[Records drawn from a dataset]

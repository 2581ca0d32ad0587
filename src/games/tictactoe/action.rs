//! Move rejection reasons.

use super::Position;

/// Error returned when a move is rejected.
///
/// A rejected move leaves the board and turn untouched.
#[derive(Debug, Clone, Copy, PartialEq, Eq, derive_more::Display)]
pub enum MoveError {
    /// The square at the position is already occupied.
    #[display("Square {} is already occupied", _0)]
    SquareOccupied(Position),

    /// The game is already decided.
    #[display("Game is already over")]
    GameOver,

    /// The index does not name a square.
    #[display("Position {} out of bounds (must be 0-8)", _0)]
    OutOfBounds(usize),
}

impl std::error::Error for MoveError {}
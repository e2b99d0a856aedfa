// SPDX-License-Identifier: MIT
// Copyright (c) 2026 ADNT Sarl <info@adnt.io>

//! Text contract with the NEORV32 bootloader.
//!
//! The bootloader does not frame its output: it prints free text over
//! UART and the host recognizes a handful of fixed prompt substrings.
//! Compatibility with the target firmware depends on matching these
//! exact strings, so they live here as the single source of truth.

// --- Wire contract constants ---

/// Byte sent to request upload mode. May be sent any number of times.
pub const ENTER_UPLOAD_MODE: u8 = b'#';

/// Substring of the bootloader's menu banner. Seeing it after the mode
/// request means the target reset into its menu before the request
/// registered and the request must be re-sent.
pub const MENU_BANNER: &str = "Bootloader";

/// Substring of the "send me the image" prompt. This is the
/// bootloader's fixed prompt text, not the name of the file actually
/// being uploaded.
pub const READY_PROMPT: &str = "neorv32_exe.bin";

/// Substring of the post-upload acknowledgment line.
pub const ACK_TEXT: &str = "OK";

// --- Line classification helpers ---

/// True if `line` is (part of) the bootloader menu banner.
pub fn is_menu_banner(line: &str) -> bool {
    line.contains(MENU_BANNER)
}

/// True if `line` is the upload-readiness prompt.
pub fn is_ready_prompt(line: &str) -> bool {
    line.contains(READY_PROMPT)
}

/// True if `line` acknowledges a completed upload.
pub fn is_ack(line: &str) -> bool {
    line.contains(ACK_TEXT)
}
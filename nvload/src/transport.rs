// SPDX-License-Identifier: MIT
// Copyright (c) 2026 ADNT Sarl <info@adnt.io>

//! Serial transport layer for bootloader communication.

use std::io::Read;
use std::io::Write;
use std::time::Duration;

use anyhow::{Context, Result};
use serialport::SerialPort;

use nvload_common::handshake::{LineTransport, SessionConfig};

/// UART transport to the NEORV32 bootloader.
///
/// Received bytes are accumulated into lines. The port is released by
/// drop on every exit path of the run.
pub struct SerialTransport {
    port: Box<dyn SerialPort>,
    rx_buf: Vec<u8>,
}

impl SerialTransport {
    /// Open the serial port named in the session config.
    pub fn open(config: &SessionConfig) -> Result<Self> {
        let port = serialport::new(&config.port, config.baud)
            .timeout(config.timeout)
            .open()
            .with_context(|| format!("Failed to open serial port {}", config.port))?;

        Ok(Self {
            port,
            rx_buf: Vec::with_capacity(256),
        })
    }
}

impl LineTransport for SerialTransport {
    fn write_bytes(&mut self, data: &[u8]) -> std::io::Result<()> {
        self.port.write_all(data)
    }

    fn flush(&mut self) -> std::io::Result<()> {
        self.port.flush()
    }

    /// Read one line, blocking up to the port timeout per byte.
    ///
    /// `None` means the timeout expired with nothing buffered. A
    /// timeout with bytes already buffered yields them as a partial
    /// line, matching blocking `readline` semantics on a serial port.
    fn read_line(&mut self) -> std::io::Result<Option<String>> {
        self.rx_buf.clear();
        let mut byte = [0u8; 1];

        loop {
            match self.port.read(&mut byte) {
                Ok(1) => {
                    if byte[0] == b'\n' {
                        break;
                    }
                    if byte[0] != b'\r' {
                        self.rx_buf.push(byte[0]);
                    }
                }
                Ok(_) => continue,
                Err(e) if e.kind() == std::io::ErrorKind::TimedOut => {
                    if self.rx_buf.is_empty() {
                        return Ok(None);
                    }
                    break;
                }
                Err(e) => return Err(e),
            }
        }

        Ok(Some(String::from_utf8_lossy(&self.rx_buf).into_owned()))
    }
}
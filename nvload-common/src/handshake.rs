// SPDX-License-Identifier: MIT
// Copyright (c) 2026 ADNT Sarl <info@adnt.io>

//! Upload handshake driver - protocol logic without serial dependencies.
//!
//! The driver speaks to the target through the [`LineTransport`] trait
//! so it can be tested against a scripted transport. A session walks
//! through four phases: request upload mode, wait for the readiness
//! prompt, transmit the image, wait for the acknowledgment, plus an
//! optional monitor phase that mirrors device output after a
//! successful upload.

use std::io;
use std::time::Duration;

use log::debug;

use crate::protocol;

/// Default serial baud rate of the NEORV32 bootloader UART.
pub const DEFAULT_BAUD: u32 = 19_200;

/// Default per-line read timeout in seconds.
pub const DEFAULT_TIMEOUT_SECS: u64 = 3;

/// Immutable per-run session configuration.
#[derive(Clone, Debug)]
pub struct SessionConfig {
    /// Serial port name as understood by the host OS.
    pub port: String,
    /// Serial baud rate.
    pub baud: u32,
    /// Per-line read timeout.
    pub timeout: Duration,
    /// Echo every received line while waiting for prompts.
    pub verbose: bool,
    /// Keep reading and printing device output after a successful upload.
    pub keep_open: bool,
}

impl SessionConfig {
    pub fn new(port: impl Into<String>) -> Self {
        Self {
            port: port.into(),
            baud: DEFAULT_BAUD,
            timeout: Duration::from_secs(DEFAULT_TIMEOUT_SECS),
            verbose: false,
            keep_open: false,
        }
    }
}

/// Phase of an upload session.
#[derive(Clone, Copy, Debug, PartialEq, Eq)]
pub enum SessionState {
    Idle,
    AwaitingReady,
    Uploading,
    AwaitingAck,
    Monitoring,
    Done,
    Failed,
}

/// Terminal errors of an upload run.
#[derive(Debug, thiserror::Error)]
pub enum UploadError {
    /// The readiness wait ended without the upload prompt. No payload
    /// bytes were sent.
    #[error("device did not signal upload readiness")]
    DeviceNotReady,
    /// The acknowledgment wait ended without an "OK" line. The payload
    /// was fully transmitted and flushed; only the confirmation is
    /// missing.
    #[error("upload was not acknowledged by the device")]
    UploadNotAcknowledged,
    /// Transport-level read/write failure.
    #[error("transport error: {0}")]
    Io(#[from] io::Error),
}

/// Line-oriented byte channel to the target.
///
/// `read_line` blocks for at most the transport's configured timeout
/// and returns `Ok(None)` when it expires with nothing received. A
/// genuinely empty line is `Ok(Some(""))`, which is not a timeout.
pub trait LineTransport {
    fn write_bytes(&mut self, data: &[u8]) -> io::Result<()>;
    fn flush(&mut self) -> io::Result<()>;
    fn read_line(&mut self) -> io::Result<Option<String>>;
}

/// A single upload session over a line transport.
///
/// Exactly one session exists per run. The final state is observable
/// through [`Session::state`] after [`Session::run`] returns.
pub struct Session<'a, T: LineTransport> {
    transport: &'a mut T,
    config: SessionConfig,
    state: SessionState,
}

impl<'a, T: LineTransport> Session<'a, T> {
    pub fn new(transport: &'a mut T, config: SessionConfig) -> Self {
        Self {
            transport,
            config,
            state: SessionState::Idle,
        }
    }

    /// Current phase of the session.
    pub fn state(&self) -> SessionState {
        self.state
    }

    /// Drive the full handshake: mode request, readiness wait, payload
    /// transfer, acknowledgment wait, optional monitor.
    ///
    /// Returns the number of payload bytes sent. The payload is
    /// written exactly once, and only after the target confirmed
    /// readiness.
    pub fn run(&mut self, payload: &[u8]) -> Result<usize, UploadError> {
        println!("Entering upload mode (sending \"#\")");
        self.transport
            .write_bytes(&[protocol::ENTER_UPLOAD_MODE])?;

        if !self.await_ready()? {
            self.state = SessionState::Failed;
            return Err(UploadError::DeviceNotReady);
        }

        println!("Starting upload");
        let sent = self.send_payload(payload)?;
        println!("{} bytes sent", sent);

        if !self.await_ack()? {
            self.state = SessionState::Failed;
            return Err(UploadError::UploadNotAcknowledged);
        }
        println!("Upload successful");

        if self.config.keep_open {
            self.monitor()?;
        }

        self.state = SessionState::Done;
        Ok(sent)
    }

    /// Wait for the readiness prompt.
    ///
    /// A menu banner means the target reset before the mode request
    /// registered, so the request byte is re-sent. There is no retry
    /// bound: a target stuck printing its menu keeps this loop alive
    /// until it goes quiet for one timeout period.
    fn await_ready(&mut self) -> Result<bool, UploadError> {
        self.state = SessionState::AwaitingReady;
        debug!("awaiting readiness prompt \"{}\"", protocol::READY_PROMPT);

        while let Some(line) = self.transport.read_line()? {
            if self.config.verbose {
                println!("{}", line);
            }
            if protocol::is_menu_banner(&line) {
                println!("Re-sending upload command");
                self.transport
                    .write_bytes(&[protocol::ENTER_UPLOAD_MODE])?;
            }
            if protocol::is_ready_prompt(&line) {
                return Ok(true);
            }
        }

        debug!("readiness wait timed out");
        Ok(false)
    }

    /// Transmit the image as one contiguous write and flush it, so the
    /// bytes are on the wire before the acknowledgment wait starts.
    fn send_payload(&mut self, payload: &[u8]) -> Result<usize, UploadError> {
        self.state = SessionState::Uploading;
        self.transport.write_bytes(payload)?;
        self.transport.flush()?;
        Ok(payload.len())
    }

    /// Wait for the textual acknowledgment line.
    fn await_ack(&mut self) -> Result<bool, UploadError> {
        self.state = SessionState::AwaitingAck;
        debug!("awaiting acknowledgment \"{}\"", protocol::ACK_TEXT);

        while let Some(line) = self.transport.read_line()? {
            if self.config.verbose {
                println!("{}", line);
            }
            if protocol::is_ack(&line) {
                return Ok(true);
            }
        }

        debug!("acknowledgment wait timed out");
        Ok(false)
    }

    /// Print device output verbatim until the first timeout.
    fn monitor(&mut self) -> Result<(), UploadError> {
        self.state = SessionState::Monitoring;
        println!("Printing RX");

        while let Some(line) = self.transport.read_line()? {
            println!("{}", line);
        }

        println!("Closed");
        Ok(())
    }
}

▶ _TO DO_:
Wherever the word "buffered" appears in a line of the data, copy that line.

▶ _SOLUTION_:
    /// `None` means the timeout expired with nothing buffered. A
    /// timeout with bytes already buffered yields them as a partial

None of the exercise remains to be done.